Hitherto, one or more “towers” or columns of bearing shells have been erected one above the other in such a manner that the axial directions of the individual bearing shells coincide. The bearing shells are braced in this axial direction by means of a spring pressure. However, this structure is comparatively unstable, so that the columns of bearing shells frequently cave in, are highly coated on the dividing faces, and a considerable proportion of rejects is obtained. At the beginning and end of the column, so-called dummy shells of steel are used. The dummy shell at the beginning of the column of bearing shells to be coated covers the transition region between the air and the electrolyte. The lower dummy shell serves to stabilise the column and to maintain the tolerances of the deposited layer within the column of bearing shells. The above-mentioned thief cathode is fixed in the tool.
SUMMARY OF THE INVENTIONThe object underlying the invention is to provide a tool by means of which sliding bearing shells can be galvanically coated in an efficient manner.
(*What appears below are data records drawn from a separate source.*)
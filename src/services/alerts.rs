//! Derivación de alertas
//!
//! Cada regla es independiente y puede disparar varias alertas para la misma
//! entidad. `derive_alerts` es pura; el reconocimiento vive en `AlertBook` y no
//! influye en la derivación.

use chrono::{DateTime, Datelike, NaiveDate, Utc};
use num_traits::ToPrimitive;
use rust_decimal::Decimal;
use serde::Deserialize;
use tracing::info;

use crate::models::{Alert, AlertSeverity, AlertSubject, AlertType, FuelLog, VehicleStatus};
use crate::repositories::{AlertBook, FleetData, FleetStore};
use crate::services::aggregation::month_label;
use crate::services::{system_clock, Clock};
use crate::utils::errors::{not_found_error, AppResult};

/// Umbrales configurables de las reglas de alerta
#[derive(Debug, Clone, PartialEq, Deserialize)]
pub struct AlertThresholds {
    /// Días de antelación para avisar de licencias por vencer
    pub license_horizon_days: i64,
    /// Margen (%) antes del próximo servicio
    pub service_due_pct: f64,
    /// Puntuación de seguridad mínima de bajo riesgo
    pub safety_score_min: f64,
    /// Incremento mensual (%) del gasto de combustible que dispara alerta
    pub fuel_spike_pct: f64,
}

impl Default for AlertThresholds {
    fn default() -> Self {
        Self {
            license_horizon_days: 90,
            service_due_pct: 5.0,
            safety_score_min: 70.0,
            fuel_spike_pct: 20.0,
        }
    }
}

/// Deriva todas las alertas del estado actual de la flota
pub fn derive_alerts(data: &FleetData, thresholds: &AlertThresholds, today: NaiveDate) -> Vec<Alert> {
    let mut alerts = Vec::new();
    vehicle_license_alerts(data, thresholds, today, &mut alerts);
    service_due_alerts(data, thresholds, &mut alerts);
    driver_license_alerts(data, thresholds, today, &mut alerts);
    safety_score_alerts(data, thresholds, &mut alerts);
    fuel_spike_alerts(data.fuel_logs.all(), thresholds, &mut alerts);
    alerts
}

/// Alertas actuales: derivadas no reconocidas + reconocidas tal cual + históricas
///
/// Solo se oculta una derivada cuyo id (con su ocurrencia) ya fue reconocido.
pub fn merge_with_book(derived: Vec<Alert>, book: &AlertBook) -> Vec<Alert> {
    let mut alerts: Vec<Alert> = derived
        .into_iter()
        .filter(|alert| !book.is_acknowledged(&alert.id))
        .collect();
    alerts.extend(book.acknowledged.iter().cloned());
    alerts.extend(book.historical.iter().cloned());
    alerts
}

fn license_alert(
    expiry: NaiveDate,
    today: NaiveDate,
    horizon_days: i64,
    subject: AlertSubject,
    owner: &str,
    expired: AlertType,
    expiring: AlertType,
) -> Option<Alert> {
    let days_left = (expiry - today).num_days();
    if days_left < 0 {
        Some(Alert::new(
            expired,
            AlertSeverity::Critical,
            subject,
            &expiry.to_string(),
            format!("{} license expired on {}", owner, expiry),
        ))
    } else if days_left <= horizon_days {
        Some(Alert::new(
            expiring,
            AlertSeverity::Warning,
            subject,
            &expiry.to_string(),
            format!("{} license expires in {} days ({})", owner, days_left, expiry),
        ))
    } else {
        None
    }
}

fn vehicle_license_alerts(
    data: &FleetData,
    thresholds: &AlertThresholds,
    today: NaiveDate,
    alerts: &mut Vec<Alert>,
) {
    for vehicle in data.vehicles.iter().filter(|v| v.status != VehicleStatus::Retired) {
        let Some(expiry) = vehicle.license_expiry else {
            continue;
        };
        alerts.extend(license_alert(
            expiry,
            today,
            thresholds.license_horizon_days,
            AlertSubject::Vehicle(vehicle.id),
            &format!("Vehicle {}", vehicle.registration),
            AlertType::VehicleLicenseExpired,
            AlertType::VehicleLicenseExpiring,
        ));
    }
}

fn service_due_alerts(data: &FleetData, thresholds: &AlertThresholds, alerts: &mut Vec<Alert>) {
    for vehicle in data.vehicles.iter().filter(|v| v.status != VehicleStatus::Retired) {
        let Some(due) = vehicle.next_service_due_km.filter(|due| *due > 0.0) else {
            continue;
        };
        let subject = AlertSubject::Vehicle(vehicle.id);
        let occurrence = format!("{:.0}", due);
        if vehicle.odometer_km >= due {
            alerts.push(Alert::new(
                AlertType::ServiceOverdue,
                AlertSeverity::Critical,
                subject,
                &occurrence,
                format!(
                    "Vehicle {} is {:.0} km past its service due at {:.0} km",
                    vehicle.registration,
                    vehicle.odometer_km - due,
                    due
                ),
            ));
        } else if vehicle.odometer_km >= due * (1.0 - thresholds.service_due_pct / 100.0) {
            alerts.push(Alert::new(
                AlertType::ServiceDueSoon,
                AlertSeverity::Warning,
                subject,
                &occurrence,
                format!(
                    "Vehicle {} is {:.0} km from its service due at {:.0} km",
                    vehicle.registration,
                    due - vehicle.odometer_km,
                    due
                ),
            ));
        }
    }
}

fn driver_license_alerts(
    data: &FleetData,
    thresholds: &AlertThresholds,
    today: NaiveDate,
    alerts: &mut Vec<Alert>,
) {
    for driver in data.drivers.iter() {
        alerts.extend(license_alert(
            driver.license_expiry,
            today,
            thresholds.license_horizon_days,
            AlertSubject::Driver(driver.id),
            &format!("Driver {}", driver.name),
            AlertType::DriverLicenseExpired,
            AlertType::DriverLicenseExpiring,
        ));
    }
}

fn safety_score_alerts(data: &FleetData, thresholds: &AlertThresholds, alerts: &mut Vec<Alert>) {
    for driver in data
        .drivers
        .iter()
        .filter(|d| d.safety_score < thresholds.safety_score_min)
    {
        alerts.push(Alert::new(
            AlertType::LowSafetyScore,
            AlertSeverity::Warning,
            AlertSubject::Driver(driver.id),
            &format!("{:.0}", driver.safety_score),
            format!(
                "Driver {} has a safety score of {:.0} (minimum {:.0})",
                driver.name, driver.safety_score, thresholds.safety_score_min
            ),
        ));
    }
}

fn previous_month(year: i32, month: u32) -> (i32, u32) {
    if month == 1 {
        (year - 1, 12)
    } else {
        (year, month - 1)
    }
}

/// Compara el último mes con repostajes contra el mes natural anterior
fn fuel_spike_alerts(fuel_logs: &[FuelLog], thresholds: &AlertThresholds, alerts: &mut Vec<Alert>) {
    let Some(latest) = fuel_logs.iter().map(|f| (f.date.year(), f.date.month())).max() else {
        return;
    };
    let previous = previous_month(latest.0, latest.1);
    let month_cost = |key: (i32, u32)| -> Decimal {
        fuel_logs
            .iter()
            .filter(|f| (f.date.year(), f.date.month()) == key)
            .map(|f| f.cost)
            .sum()
    };

    let current_cost = month_cost(latest);
    let previous_cost = month_cost(previous);
    if previous_cost <= Decimal::ZERO {
        return;
    }

    let increase_pct = ((current_cost - previous_cost) / previous_cost * Decimal::ONE_HUNDRED)
        .to_f64()
        .unwrap_or(0.0);
    if increase_pct > thresholds.fuel_spike_pct {
        alerts.push(Alert::new(
            AlertType::FuelCostSpike,
            AlertSeverity::Warning,
            AlertSubject::Fleet,
            &format!("{}-{:02}", latest.0, latest.1),
            format!(
                "Fuel cost rose {:.1}% in {} ({} vs {})",
                increase_pct,
                month_label(latest.0, latest.1),
                current_cost,
                previous_cost
            ),
        ));
    }
}

/// Servicio de alertas sobre el almacén compartido
#[derive(Clone)]
pub struct AlertService {
    store: FleetStore,
    thresholds: AlertThresholds,
    clock: Clock,
}

impl AlertService {
    pub fn new(store: FleetStore, thresholds: AlertThresholds) -> Self {
        Self::with_clock(store, thresholds, system_clock())
    }

    pub fn with_clock(store: FleetStore, thresholds: AlertThresholds, clock: Clock) -> Self {
        Self {
            store,
            thresholds,
            clock,
        }
    }

    /// Alertas actuales, derivadas de una lectura consistente del almacén
    pub async fn current(&self) -> Vec<Alert> {
        let today = (self.clock)().date_naive();
        let data = self.store.read().await;
        let derived = derive_alerts(&data, &self.thresholds, today);
        merge_with_book(derived, &data.alerts)
    }

    /// Reconoce una alerta; la copia queda guardada tal cual
    pub async fn acknowledge(&self, alert_id: &str) -> AppResult<Alert> {
        let now: DateTime<Utc> = (self.clock)();
        let mut data = self.store.write().await;

        if let Some(existing) = data
            .alerts
            .acknowledged
            .iter()
            .chain(data.alerts.historical.iter())
            .find(|alert| alert.id == alert_id)
        {
            return Ok(existing.clone());
        }

        let mut alert = derive_alerts(&data, &self.thresholds, now.date_naive())
            .into_iter()
            .find(|alert| alert.id == alert_id)
            .ok_or_else(|| not_found_error("Alert", &alert_id))?;
        alert.acknowledged = true;
        alert.acknowledged_at = Some(now);
        data.alerts.acknowledged.push(alert.clone());

        info!("✅ Alert {} acknowledged", alert.id);
        Ok(alert)
    }
}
Consequently, the tool according to the invention has at least one cover, to which a thief cathode is attached. In other words, the thief cathode is integrated into the cover, which leads to the particular advantages that the thief cathode can be removed during the process. This is different from the cathodes used hitherto, which are fixed in the tool. The possibility of removing the thief cathode during the coating process offers the following advantage. After the “main” coating, the running surface is conventionally provided with a binary or ternary lead-free sliding layer. The steel backing must subsequently be provided with a so-called flash. This flash, which is based, for example, on tin, serves as corrosion protection and is to be applied primarily to the steel bearing backing in order to protect the highly reactive steel from oxidation in the air (rust). This corrosion protection is accordingly to be applied primarily to the bearing backing. However, that region is not coated in the presence of the thief cathode. Consequently, while the current, in the context of the main coating, is passed over a resistor of, for example, from 0.001 ohm to 0.02 ohm, in particular from 0.003 ohm to 0.0095 ohm, before being passed to the bearing shells to be coated, in order to produce a potential difference between the thief cathode and the bearing shells, in order to prevent coating on the backing, that potential difference is eliminated by the removal of the thief cathode and the bearing backings can advantageously be provided with the desired corrosion protection.
Preferably, the tool according to the invention further has at least one holder, which is characterised in that it has at least one bar suitable for mechanically fixing and/or electrically contacting a plurality of bearing shells. By means of the mechanical fixing, optionally in conjunction with a section, for example a wall of the tool, the column of bearing shells is prevented from caving in. The holder presses the column of bearing shells against a wall of the tool, for example, by means of the at least one bar, so that there is a substantially lower risk of the column of bearing shells caving in, collapsing of the column of bearing shells is eliminated, and coating of the dividing face is avoided. The proportion of rejects is markedly reduced as a result. In particular, it has been possible to establish in initial tests that the rejects resulting from collapsed bearing shells can be reduced to zero. Furthermore, undesirable coating of the dividing faces can be prevented by the pressing against the tool wall.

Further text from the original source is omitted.